* **Instructions to follow**
Scan the entries below for the word "verify" and copy every line where it turns up.
╭─ Given records
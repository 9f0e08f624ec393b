//! Whole-buffer authenticated encryption with per-file key derivation.
//!
//! Output layout: `IV(12) || TAG(16) || CIPHERTEXT(n)`, self-describing, so
//! decryption needs nothing but the blob and the master key.

use aead::Payload;
use aes_gcm::aead::{Aead, KeyInit};
use aes_gcm::{Aes256Gcm, Key, Nonce};
use hkdf::Hkdf;
use rand::RngCore;
use sha2::Sha256;
use thiserror::Error;
use tracing::instrument;
use zeroize::{Zeroize, Zeroizing};

use crate::ENCRYPTION_OVERHEAD;

const IV_LEN: usize = 12;
const TAG_LEN: usize = 16;
const HKDF_INFO: &[u8] = b"DiscordFS-FileKey-v1";

/// 32 random bytes, persisted as base64, loaded once per process lifetime.
#[derive(Clone)]
pub struct MasterKey(Zeroizing<[u8; 32]>);

impl MasterKey {
    #[must_use]
    pub fn from_bytes(bytes: [u8; 32]) -> Self {
        Self(Zeroizing::new(bytes))
    }

    /// 32 cryptographically random bytes.
    #[must_use]
    pub fn generate() -> Self {
        let mut bytes = [0u8; 32];
        rand::thread_rng().fill_bytes(&mut bytes);
        Self::from_bytes(bytes)
    }

    #[must_use]
    pub fn as_bytes(&self) -> &[u8; 32] {
        &self.0
    }
}

impl std::fmt::Debug for MasterKey {
    fn fmt(&self, f: &mut std::fmt::Formatter<'_>) -> std::fmt::Result {
        f.debug_tuple("MasterKey").field(&"<redacted>").finish()
    }
}

#[derive(Debug, Error)]
pub enum CryptoError {
    /// The blob is too short to contain an IV and tag, or the GCM tag
    /// failed to verify.
    #[error("corrupted ciphertext: authentication failed")]
    Corrupted,
}

/// Per-file authenticated encryption.
///
/// Each call to [`Crypto::encrypt`] draws a fresh random IV and uses it both
/// as the GCM nonce and as the salt for an HKDF-SHA-256 derivation of a
/// one-time file subkey from the master key. The derived subkey is zeroed
/// immediately after use.
#[derive(Clone)]
pub struct Crypto {
    master_key: MasterKey,
}

impl Crypto {
    #[must_use]
    pub fn new(master_key: MasterKey) -> Self {
        Self { master_key }
    }

    /// Always succeeds; output length is `plaintext.len() + ENCRYPTION_OVERHEAD`.
    #[instrument(skip_all, fields(plaintext_len = plaintext.len()))]
    pub fn encrypt(&self, plaintext: &[u8]) -> Vec<u8> {
        let mut iv = [0u8; IV_LEN];
        rand::thread_rng().fill_bytes(&mut iv);

        let mut subkey = derive_subkey(self.master_key.as_bytes(), &iv);
        let cipher = Aes256Gcm::new(Key::<Aes256Gcm>::from_slice(&subkey));
        let nonce = Nonce::from_slice(&iv);

        // aes-gcm returns ciphertext||tag; we want tag immediately after the
        // IV so the wire layout is IV || TAG || CIPHERTEXT.
        let sealed = cipher
            .encrypt(nonce, Payload { msg: plaintext, aad: &[] })
            .expect("AES-256-GCM encryption of an in-memory buffer cannot fail");
        subkey.zeroize();

        let ct_len = sealed.len() - TAG_LEN;
        let (ciphertext, tag) = sealed.split_at(ct_len);

        let mut out = Vec::with_capacity(IV_LEN + TAG_LEN + plaintext.len());
        out.extend_from_slice(&iv);
        out.extend_from_slice(tag);
        out.extend_from_slice(ciphertext);
        out
    }

    /// Fails with [`CryptoError::Corrupted`] if `blob` is too short or the
    /// GCM tag does not verify. Returns `blob.len() - ENCRYPTION_OVERHEAD`
    /// plaintext bytes otherwise.
    #[instrument(skip_all, fields(blob_len = blob.len()))]
    pub fn decrypt(&self, blob: &[u8]) -> Result<Vec<u8>, CryptoError> {
        if blob.len() < ENCRYPTION_OVERHEAD {
            return Err(CryptoError::Corrupted);
        }
        let (iv, rest) = blob.split_at(IV_LEN);
        let (tag, ciphertext) = rest.split_at(TAG_LEN);

        let mut subkey = derive_subkey(self.master_key.as_bytes(), iv);
        let cipher = Aes256Gcm::new(Key::<Aes256Gcm>::from_slice(&subkey));
        let nonce = Nonce::from_slice(iv);

        // Reassemble ciphertext||tag, the order aes-gcm's `Aead` expects.
        let mut sealed = Vec::with_capacity(ciphertext.len() + TAG_LEN);
        sealed.extend_from_slice(ciphertext);
        sealed.extend_from_slice(tag);

        let result = cipher
            .decrypt(nonce, Payload { msg: &sealed, aad: &[] })
            .map_err(|_| CryptoError::Corrupted);
        subkey.zeroize();
        result
    }
}

/// 32-byte HKDF-SHA-256 subkey derivation, salted with the per-file IV.
fn derive_subkey(master_key: &[u8; 32], iv: &[u8]) -> Zeroizing<[u8; 32]> {
    let hk = Hkdf::<Sha256>::new(Some(iv), master_key);
    let mut out = Zeroizing::new([0u8; 32]);
    hk.expand(HKDF_INFO, out.as_mut())
        .expect("32 bytes is a valid HKDF-SHA-256 output length");
    out
}

#[cfg(test)]
mod tests {
    use super::*;

    fn crypto() -> Crypto {
        Crypto::new(MasterKey::generate())
    }

    #[test]
    fn round_trips_arbitrary_buffers() {
        let c = crypto();
        for input in [&b""[..], b"hello world", &[0u8; 1024], &[7u8; 9 * 1024 * 1024]] {
            let ct = c.encrypt(input);
            assert_eq!(ct.len(), input.len() + ENCRYPTION_OVERHEAD);
            let pt = c.decrypt(&ct).unwrap();
            assert_eq!(pt, input);
        }
    }

    #[test]
    fn tamper_detected() {
        let c = crypto();
        let mut ct = c.encrypt(b"sensitive");
        let last = ct.len() - 1;
        ct[last] ^= 0x01;
        assert!(matches!(c.decrypt(&ct), Err(CryptoError::Corrupted)));
    }

    #[test]
    fn short_blob_rejected() {
        let c = crypto();
        assert!(matches!(c.decrypt(&[0u8; 10]), Err(CryptoError::Corrupted)));
    }

    #[test]
    fn different_master_keys_cannot_decrypt_each_other() {
        let a = Crypto::new(MasterKey::generate());
        let b = Crypto::new(MasterKey::generate());
        let ct = a.encrypt(b"secret");
        assert!(matches!(b.decrypt(&ct), Err(CryptoError::Corrupted)));
    }

    #[test]
    fn iv_is_unique_per_call() {
        let c = crypto();
        let a = c.encrypt(b"same input");
        let b = c.encrypt(b"same input");
        assert_ne!(a[..12], b[..12], "IVs should not collide across calls");
        assert_ne!(a, b, "ciphertext should differ even for identical plaintext");
    }
}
╰─
* **Response to the exercise**
    /// failed to verify.
    /// GCM tag does not verify. Returns `blob.len() - ENCRYPTION_OVERHEAD`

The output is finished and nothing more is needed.